What you need to do - Work out how many lines in the listing below carry the word "minutes". Give that number alone.
───── Records for the task
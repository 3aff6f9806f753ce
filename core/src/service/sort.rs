use std::cmp::Ordering;

use crate::model::entry::ChargingLogEntry;
use crate::model::sort::{SortColumn, SortDirection, SortSpec};

fn compare(a: &ChargingLogEntry, b: &ChargingLogEntry, column: SortColumn) -> Ordering {
    match column {
        SortColumn::Date => a.date.cmp(&b.date),
        SortColumn::Duration => a.duration.total_cmp(&b.duration),
        SortColumn::User => a.user.to_lowercase().cmp(&b.user.to_lowercase()),
    }
}

/// Stable sort: equal keys keep their input order in both directions.
pub fn sort_entries(entries: &[ChargingLogEntry], spec: &SortSpec) -> Vec<ChargingLogEntry> {
    let mut sorted = entries.to_vec();
    if let Some(column) = spec.column {
        sorted.sort_by(|a, b| match spec.direction {
            SortDirection::Ascending => compare(a, b, column),
            SortDirection::Descending => compare(b, a, column),
        });
    }
    sorted
}
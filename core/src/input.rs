use chrono::NaiveDate;
use anyhow::{anyhow, bail, Result};

use crate::model::entry::NewEntry;

#[derive(Debug, Clone, PartialEq)]
pub struct DurationOption {
    pub hours: f64,
    pub label: String,
}

fn plural_hours(hours: u32) -> String {
    if hours > 1 {
        format!("{} hours", hours)
    } else {
        format!("{} hour", hours)
    }
}

pub fn duration_label(hours: f64) -> String {
    let whole = hours.floor() as u32;
    let minutes = ((hours - hours.floor()) * 60.0).round() as u32;
    match (whole, minutes) {
        (0, m) => format!("{} min", m),
        (h, 0) => plural_hours(h),
        (h, m) => format!("{} {} min", plural_hours(h), m),
    }
}

/// Preset durations: 0.5h to 24h in half-hour steps.
pub fn duration_options() -> Vec<DurationOption> {
    (1..=48)
        .map(|half_hours| {
            let hours = half_hours as f64 * 0.5;
            DurationOption {
                hours,
                label: duration_label(hours),
            }
        })
        .collect()
}

/// Keeps at most one digit after the decimal point, without rounding.
pub fn truncate_one_decimal(input: &str) -> String {
    match input.split_once('.') {
        Some((whole, frac)) if frac.chars().count() > 1 => {
            let first: String = frac.chars().take(1).collect();
            format!("{}.{}", whole, first)
        }
        _ => input.to_string(),
    }
}

pub fn parse_manual_hours(input: &str) -> Result<f64> {
    let text = truncate_one_decimal(input.trim());
    if text.is_empty() {
        bail!("Duration is required");
    }
    let hours: f64 = text
        .parse()
        .map_err(|_| anyhow!("Invalid duration: '{}'", input))?;
    if !hours.is_finite() || hours <= 0.0 {
        bail!("Duration must be greater than zero");
    }
    Ok(hours)
}

/// Either a preset or typed hours, never both.
#[derive(Debug, Clone, PartialEq)]
pub enum DurationInput {
    Preset(usize),
    Manual(String),
}

/// State of the log-a-session form.
#[derive(Debug, Clone, PartialEq)]
pub struct PendingEntry {
    pub user: String,
    pub date: NaiveDate,
    duration: Option<DurationInput>,
}

impl PendingEntry {
    pub fn new(user: impl Into<String>, today: NaiveDate) -> Self {
        Self {
            user: user.into(),
            date: today,
            duration: None,
        }
    }

    pub fn duration(&self) -> Option<&DurationInput> {
        self.duration.as_ref()
    }

    /// Picks a preset, dropping any typed hours. `None` clears the selection.
    pub fn select_preset(&mut self, index: Option<usize>) {
        self.duration = index.map(DurationInput::Preset);
    }

    pub fn preset_index(&self) -> Option<usize> {
        match self.duration {
            Some(DurationInput::Preset(i)) => Some(i),
            _ => None,
        }
    }

    /// Sets typed hours, dropping any preset. Input is truncated to one decimal.
    pub fn set_manual(&mut self, text: &str) {
        let text = truncate_one_decimal(text);
        self.duration = if text.is_empty() {
            None
        } else {
            Some(DurationInput::Manual(text))
        };
    }

    pub fn manual_text(&self) -> &str {
        match &self.duration {
            Some(DurationInput::Manual(text)) => text,
            _ => "",
        }
    }

    /// Moves the date, never past `today`.
    pub fn shift_date(&mut self, days: i64, today: NaiveDate) {
        if let Some(date) = self.date.checked_add_signed(chrono::Duration::days(days)) {
            self.date = date.min(today);
        }
    }

    pub fn hours(&self) -> Result<f64> {
        match &self.duration {
            None => bail!("Duration is required"),
            Some(DurationInput::Preset(i)) => duration_options()
                .get(*i)
                .map(|o| o.hours)
                .ok_or_else(|| anyhow!("Unknown duration option {}", i)),
            Some(DurationInput::Manual(text)) => parse_manual_hours(text),
        }
    }

    pub fn can_submit(&self, today: NaiveDate) -> bool {
        self.to_new_entry(today).is_ok()
    }

    pub fn to_new_entry(&self, today: NaiveDate) -> Result<NewEntry> {
        let entry = NewEntry::new(self.user.clone(), self.date, self.hours()?);
        entry.validate(today)?;
        Ok(entry)
    }
}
──────────
Exercise response - 2